Thinking of Leetcode weekly contest 420
Published:
This contest is so ridiculous…
I finshed problem A, B, C out of A, B, C, D. But the ranking is nearly 5000.
Problem C is very poor.
Problem set:
You are given an integer array nums.
Any positive divisor of a natural number x that is strictly less than x is called a proper divisor of x. For example, 2 is a proper divisor of 4, while 6 is not a proper divisor of 6.
You are allowed to perform an operation any number of times on nums, where in each operation you select any one element from nums and divide it by its greatest proper divisor.
Return the minimum number of operations required to make the array non-decreasing.
If it is not possible to make the array non-decreasing using any number of operations, return -1.
Constraints:
1 <= nums.length <= 10^51 <= num <= 10^6
Firstly read the problem: use sieve of Eratosthenes to preprocess in O(num log log num), and then only need to judge whether nums[i] > nums[i+1] is valid. If valid, then set nums[i] as the minimum prime factor of nums[i]. If it can’t be replaced, or it is still larger than ‘nums[i+1]’ after replacement, then return -1. Total time consumption is O(n + num log log num).
The train of thought is fine. But after looking around the discussion board, I realized that Leetcode calculates the time and space cost of all the test points together. So my code was ‘MLE’.
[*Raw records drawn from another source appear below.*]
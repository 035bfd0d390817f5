//! Upload coordinator
//!
//! Runs one upload end to end. The ordering is fixed: the record id is parsed,
//! the caller authenticated and ownership checked before a single payload byte
//! is read, and the record is only updated after the backend has durably
//! accepted the asset. A failure at any step leaves the record as it was.

use std::sync::Arc;

use axum::extract::multipart::{Multipart, MultipartRejection};
use axum::http::HeaderMap;
use bytes::Bytes;
use tokio::io::AsyncSeekExt;
use tubely_core::constants::VIDEO_CONTENT_TYPE;
use tubely_core::{AppError, AssetKind, Video};
use tubely_db::VideoStore;
use tubely_processing::GeometryClassifier;
use tubely_storage::{Payload, Storage, StoreRequest, StoredObject};
use uuid::Uuid;

use crate::auth::{bearer_token, CredentialValidator};
use crate::state::{AppState, UploadLimits};

use super::multipart::decode_file_field;
use super::staging::StagedUpload;

fn accept_image(content_type: &str) -> Result<(), AppError> {
    match content_type.parse::<mime::Mime>() {
        Ok(parsed) if parsed.type_() == mime::IMAGE => Ok(()),
        _ => Err(AppError::UnsupportedMediaType(format!(
            "Thumbnail must be an image, got {}",
            content_type
        ))),
    }
}

fn accept_mp4(content_type: &str) -> Result<(), AppError> {
    match content_type.parse::<mime::Mime>() {
        Ok(parsed) if parsed.essence_str() == VIDEO_CONTENT_TYPE => Ok(()),
        _ => Err(AppError::UnsupportedMediaType("File is not an mp4".to_string())),
    }
}

/// Upload coordinator
///
/// Holds the collaborators of one request. Built per request from `AppState`.
pub struct UploadCoordinator {
    videos: Arc<dyn VideoStore>,
    storage: Arc<dyn Storage>,
    classifier: GeometryClassifier,
    credentials: Arc<dyn CredentialValidator>,
    limits: UploadLimits,
    staging_dir: Option<std::path::PathBuf>,
}

impl UploadCoordinator {
    pub fn new(state: &Arc<AppState>) -> Self {
        Self {
            videos: state.records.videos.clone(),
            storage: state.media.storage.clone(),
            classifier: state.media.classifier.clone(),
            credentials: state.security.credentials.clone(),
            limits: state.media.limits,
            staging_dir: state.media.staging_dir.clone(),
        }
    }

    /// Identify → authenticate → authorize.
    async fn authorize(
        &self,
        raw_record_id: &str,
        headers: &HeaderMap,
    ) -> Result<Video, AppError> {
        let record_id = Uuid::parse_str(raw_record_id)?;

        let token = bearer_token(headers)?;
        let caller_id = self.credentials.validate(token)?;

        let video = self
            .videos
            .get_video(record_id)
            .await?
            .ok_or(AppError::RecordNotFound(record_id))?;

        if !video.is_owned_by(caller_id) {
            return Err(AppError::NotOwner {
                record_id,
                caller_id,
            });
        }

        tracing::info!(record_id = %record_id, caller_id = %caller_id, "Upload authorized");

        Ok(video)
    }

    /// Point the record's slot for `kind` at the stored asset.
    async fn publish(
        &self,
        record_id: Uuid,
        kind: AssetKind,
        stored: StoredObject,
    ) -> Result<Video, AppError> {
        let video = self
            .videos
            .set_asset_url(record_id, kind, &stored.url)
            .await
            .map_err(|e| {
                // The stored asset stays behind unreferenced.
                tracing::warn!(
                    record_id = %record_id,
                    locator = %stored.locator,
                    error = %e,
                    "Record update failed after asset was stored"
                );
                match e {
                    AppError::RecordUpdateFailed(msg) => AppError::RecordUpdateFailed(msg),
                    other => AppError::RecordUpdateFailed(other.to_string()),
                }
            })?;

        tracing::info!(
            record_id = %record_id,
            kind = %kind,
            locator = %stored.locator,
            "Asset published"
        );

        Ok(video)
    }

    async fn store(&self, request: StoreRequest) -> Result<StoredObject, AppError> {
        self.storage
            .store(request)
            .await
            .map_err(|e| AppError::StorageWriteFailed(e.to_string()))
    }

    #[tracing::instrument(skip_all, fields(record_id = %raw_record_id))]
    pub async fn upload_thumbnail(
        &self,
        raw_record_id: &str,
        headers: &HeaderMap,
        multipart: Result<Multipart, MultipartRejection>,
    ) -> Result<Video, AppError> {
        let video = self.authorize(raw_record_id, headers).await?;
        let mut multipart = multipart.map_err(|e| AppError::MalformedPayload(e.body_text()))?;

        let limit = self.limits.for_kind(AssetKind::Thumbnail);
        let mut data: Vec<u8> = Vec::new();
        let decoded = decode_file_field(
            &mut multipart,
            AssetKind::Thumbnail.form_field(),
            limit,
            accept_image,
            &mut data,
        )
        .await?;

        let stored = self
            .store(StoreRequest {
                record_id: video.id,
                kind: AssetKind::Thumbnail,
                content_type: decoded.content_type,
                key_prefix: None,
                payload: Payload::Bytes(Bytes::from(data)),
            })
            .await?;

        self.publish(video.id, AssetKind::Thumbnail, stored).await
    }

    #[tracing::instrument(skip_all, fields(record_id = %raw_record_id))]
    pub async fn upload_video(
        &self,
        raw_record_id: &str,
        headers: &HeaderMap,
        multipart: Result<Multipart, MultipartRejection>,
    ) -> Result<Video, AppError> {
        let video = self.authorize(raw_record_id, headers).await?;
        let mut multipart = multipart.map_err(|e| AppError::MalformedPayload(e.body_text()))?;

        // Removed from disk when this function returns, on every path.
        let staged = StagedUpload::create(self.staging_dir.as_deref())?;
        let mut file = staged.open()?;

        let limit = self.limits.for_kind(AssetKind::Video);
        let decoded = decode_file_field(
            &mut multipart,
            AssetKind::Video.form_field(),
            limit,
            accept_mp4,
            &mut file,
        )
        .await?;

        let aspect_ratio = self
            .classifier
            .classify(staged.path())
            .await
            .map_err(|e| AppError::ClassificationFailed(e.to_string()))?;

        file.seek(std::io::SeekFrom::Start(0)).await?;

        let stored = self
            .store(StoreRequest {
                record_id: video.id,
                kind: AssetKind::Video,
                content_type: decoded.content_type,
                key_prefix: Some(aspect_ratio.key_prefix().to_string()),
                payload: Payload::from_reader(file),
            })
            .await?;

        tracing::info!(
            record_id = %video.id,
            size_bytes = decoded.size_bytes,
            aspect_ratio = %aspect_ratio,
            "Video stored"
        );

        self.publish(video.id, AssetKind::Video, stored).await
    }
}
In the competition, I tried the violent method, and directly sought the minimum prime factor for each number from small to large, and it passed, which I can’t accept…
This is the MLE code
class Solution {
public:
int minOperations(vector<int>& nums) {
int n = nums.size();
int a = 0;
for (int i = 0; i < n; ++i) {
a = max(a, nums[i]);
}
int *min_prime = new int[a+1];
for (int i = 1; i <= a; ++i) {
min_prime[i] = i;
}
int limit = (int)sqrt(a);
for (int i = 2; i <= limit; ++i) {
if (min_prime[i] == i) {
for (int j = i * i; j <= a; j += i) {
min_prime[j] = min(min_prime[j], i);
}
}
}
int ans = 0;
for (int i = n - 2; i >= 0; --i) {
if (nums[i] > nums[i+1]) {
ans ++;
nums[i] = min_prime[nums[i]];
}
if (nums[i] > nums[i+1]) {
return -1;
}
}
return ans;
}
};
And fianlly this code passed
int min_prime[1000001];
int inited = false;
void init() {
if (inited) return ;
inited = true;
for (int i = 1; i <= 1000000; ++i) {
min_prime[i] = i;
}
int limit = (int)sqrt(1000000);
for (int i = 2; i <= limit; ++i) {
if (min_prime[i] == i) {
for (int j = i * i; j <= 1000000; j += i) {
min_prime[j] = min(min_prime[j], i);
}
}
}
}
class Solution {
public:
int minOperations(vector<int>& nums) {
init();
int n = nums.size();
int a = 0;
for (int i = 0; i < n; ++i) {
a = max(a, nums[i]);
}
int ans = 0;
for (int i = n - 2; i >= 0; --i) {
if (nums[i] > nums[i+1]) {
ans ++;
nums[i] = min_prime[nums[i]];
}
if (nums[i] > nums[i+1]) {
return -1;
}
}
return ans;
}
};